Stored items
■ ■ ■ ■

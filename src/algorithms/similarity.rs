use super::{AttributeCatalog, Trainset};
use crate::models::CourseAttributes;
use ndarray::Array2;
use std::collections::HashMap;
use std::time::Instant;
use tracing::{debug, info};

// Match weights in tenths so every reachable score is an exact literal
// from {0, 0.2, 0.4, 0.6, 0.8, 1.0}.
const DIFFICULTY_WEIGHT: u8 = 4;
const CATEGORY_WEIGHT: u8 = 4;
const LECTURER_WEIGHT: u8 = 2;
const WEIGHT_SCALE: f64 = 10.0;

const PROGRESS_INTERVAL: usize = 100;

/// Content similarity of two courses: 0.4 for equal difficulty, 0.4 for equal
/// category, 0.2 for equal lecturer. Two empty tokens are equal.
pub fn attribute_similarity(a: &CourseAttributes, b: &CourseAttributes) -> f64 {
    weighted_matches(
        a.difficulty_level == b.difficulty_level,
        a.category_id == b.category_id,
        a.lecturer_id == b.lecturer_id,
    )
}

fn weighted_matches(same_difficulty: bool, same_category: bool, same_lecturer: bool) -> f64 {
    let mut tenths = 0u8;
    if same_difficulty {
        tenths += DIFFICULTY_WEIGHT;
    }
    if same_category {
        tenths += CATEGORY_WEIGHT;
    }
    if same_lecturer {
        tenths += LECTURER_WEIGHT;
    }
    f64::from(tenths) / WEIGHT_SCALE
}

/// Attribute tokens mapped to small integer codes. Equal tokens share a code,
/// so comparing codes is equivalent to comparing the strings.
#[derive(Debug, Default)]
struct TokenInterner {
    codes: HashMap<String, u32>,
}

impl TokenInterner {
    fn intern(&mut self, token: &str) -> u32 {
        if let Some(&code) = self.codes.get(token) {
            return code;
        }
        let code = self.codes.len() as u32;
        self.codes.insert(token.to_string(), code);
        code
    }

    fn encode(&mut self, attributes: &CourseAttributes) -> [u32; 3] {
        [
            self.intern(&attributes.difficulty_level),
            self.intern(&attributes.category_id),
            self.intern(&attributes.lecturer_id),
        ]
    }
}

/// Dense, symmetric item-item similarity over inner item indices.
///
/// The diagonal is never written and stays 0: an item is not its own
/// neighbor, so a user's rating of the target item does not feed back into
/// its own estimate.
#[derive(Debug, Clone, PartialEq)]
pub struct SimilarityMatrix {
    values: Array2<f64>,
}

impl SimilarityMatrix {
    pub fn zeros(n_items: usize) -> Self {
        Self {
            values: Array2::zeros((n_items, n_items)),
        }
    }

    /// Scores every unordered pair `p < q` of the trainset's items once and
    /// writes the score to both `(p, q)` and `(q, p)`.
    pub fn build(trainset: &dyn Trainset, catalog: &dyn AttributeCatalog) -> Self {
        let n_items = trainset.n_items();
        let started = Instant::now();
        info!("Computing content-based similarity matrix for {} items", n_items);

        let mut interner = TokenInterner::default();
        let codes: Vec<[u32; 3]> = (0..n_items)
            .map(|iid| {
                let attributes = trainset
                    .to_raw_iid(iid)
                    .map(|raw| catalog.attributes_of(raw))
                    .unwrap_or_default();
                interner.encode(&attributes)
            })
            .collect();

        let mut matrix = Self::zeros(n_items);
        for p in 0..n_items {
            if p % PROGRESS_INTERVAL == 0 {
                debug!("{} of {}", p, n_items);
            }
            let this = codes[p];
            for q in (p + 1)..n_items {
                let other = codes[q];
                let similarity = weighted_matches(
                    this[0] == other[0],
                    this[1] == other[1],
                    this[2] == other[2],
                );
                matrix.set_symmetric(p, q, similarity);
            }
        }

        info!(
            "Similarity matrix done: {} items, {} distinct attribute tokens, {:?}",
            n_items,
            interner.codes.len(),
            started.elapsed()
        );
        matrix
    }

    fn set_symmetric(&mut self, p: usize, q: usize, similarity: f64) {
        self.values[[p, q]] = similarity;
        self.values[[q, p]] = similarity;
    }

    pub fn n_items(&self) -> usize {
        self.values.nrows()
    }

    /// Similarity of `p` and `q`, or `None` if either index is out of range.
    pub fn get(&self, p: usize, q: usize) -> Option<f64> {
        self.values.get([p, q]).copied()
    }

    pub fn is_symmetric(&self) -> bool {
        self.values == self.values.t()
    }
}

#[cfg(test)]
mod tests {
    use super::*;
    use crate::services::catalog::CourseCatalog;
    use crate::services::dataset::RatingDataset;
    use crate::models::{Course, Rating};

    const REACHABLE: [f64; 6] = [0.0, 0.2, 0.4, 0.6, 0.8, 1.0];

    fn attrs(difficulty: &str, category: &str, lecturer: &str) -> CourseAttributes {
        CourseAttributes::new(difficulty, category, lecturer)
    }

    fn fixture() -> (CourseCatalog, RatingDataset) {
        let mut catalog = CourseCatalog::new();
        catalog.insert(Course::new("c1", "Rust Basics", attrs("beginner", "prog", "alice")));
        catalog.insert(Course::new("c2", "Rust Async", attrs("beginner", "prog", "bob")));
        catalog.insert(Course::new("c3", "Watercolor", attrs("expert", "art", "carol")));
        catalog.insert(Course::new("c4", "Go Basics", attrs("beginner", "prog", "alice")));
        catalog.insert(Course::new("c5", "Sketching", attrs("beginner", "art", "carol")));

        let dataset = RatingDataset::from_ratings(vec![
            Rating::new("u1", "c1", 5.0),
            Rating::new("u1", "c2", 4.0),
            Rating::new("u2", "c3", 2.0),
            Rating::new("u2", "c4", 3.0),
            Rating::new("u3", "c5", 1.0),
            Rating::new("u3", "unlisted", 4.0),
        ]);

        (catalog, dataset)
    }

    #[test]
    fn test_attribute_similarity_scenarios() {
        let a = attrs("beginner", "prog", "alice");
        assert_eq!(attribute_similarity(&a, &attrs("beginner", "prog", "bob")), 0.8);
        assert_eq!(attribute_similarity(&a, &attrs("expert", "art", "carol")), 0.0);
        assert_eq!(attribute_similarity(&a, &attrs("beginner", "art", "alice")), 0.6);
        assert_eq!(attribute_similarity(&a, &attrs("expert", "art", "alice")), 0.2);
        assert_eq!(attribute_similarity(&a, &a), 1.0);
    }

    #[test]
    fn test_empty_tokens_match_each_other() {
        let empty = CourseAttributes::default();
        assert_eq!(attribute_similarity(&empty, &empty), 1.0);
        assert_eq!(attribute_similarity(&empty, &attrs("", "prog", "")), 0.6);
    }

    #[test]
    fn test_build_properties() {
        let (catalog, dataset) = fixture();
        let trainset = dataset.build_full_trainset();
        let matrix = SimilarityMatrix::build(&trainset, &catalog);

        let n = trainset.n_items();
        assert_eq!(matrix.n_items(), n);
        assert!(matrix.is_symmetric());

        for p in 0..n {
            assert_eq!(matrix.get(p, p), Some(0.0));
            for q in 0..n {
                let value = matrix.get(p, q).expect("in range");
                if p != q {
                    assert!(REACHABLE.contains(&value), "unexpected score {}", value);
                }
            }
        }
        assert_eq!(matrix.get(n, 0), None);
    }

    #[test]
    fn test_build_matches_pairwise_scores() {
        let (catalog, dataset) = fixture();
        let trainset = dataset.build_full_trainset();
        let matrix = SimilarityMatrix::build(&trainset, &catalog);

        let idx = |raw: &str| trainset.to_inner_iid(raw).expect("known item");
        assert_eq!(matrix.get(idx("c1"), idx("c2")), Some(0.8));
        assert_eq!(matrix.get(idx("c1"), idx("c4")), Some(1.0));
        assert_eq!(matrix.get(idx("c1"), idx("c3")), Some(0.0));
        assert_eq!(matrix.get(idx("c3"), idx("c5")), Some(0.6));
        // Not in the catalog: all three tokens empty, matches nothing here.
        assert_eq!(matrix.get(idx("unlisted"), idx("c1")), Some(0.0));
    }

    #[test]
    fn test_build_is_deterministic() {
        let (catalog, dataset) = fixture();
        let trainset = dataset.build_full_trainset();
        let first = SimilarityMatrix::build(&trainset, &catalog);
        let second = SimilarityMatrix::build(&trainset, &catalog);
        assert_eq!(first, second);
    }

    #[test]
    fn test_build_empty_trainset() {
        let catalog = CourseCatalog::new();
        let trainset = RatingDataset::from_ratings(Vec::new()).build_full_trainset();
        let matrix = SimilarityMatrix::build(&trainset, &catalog);
        assert_eq!(matrix.n_items(), 0);
    }
}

■ ■ ■ ■

EXERCISE PROMPT - Compute the number of lines in the entries above that hold the word "struct"; the answer must contain nothing else.

EXERCISE OUTPUT - 2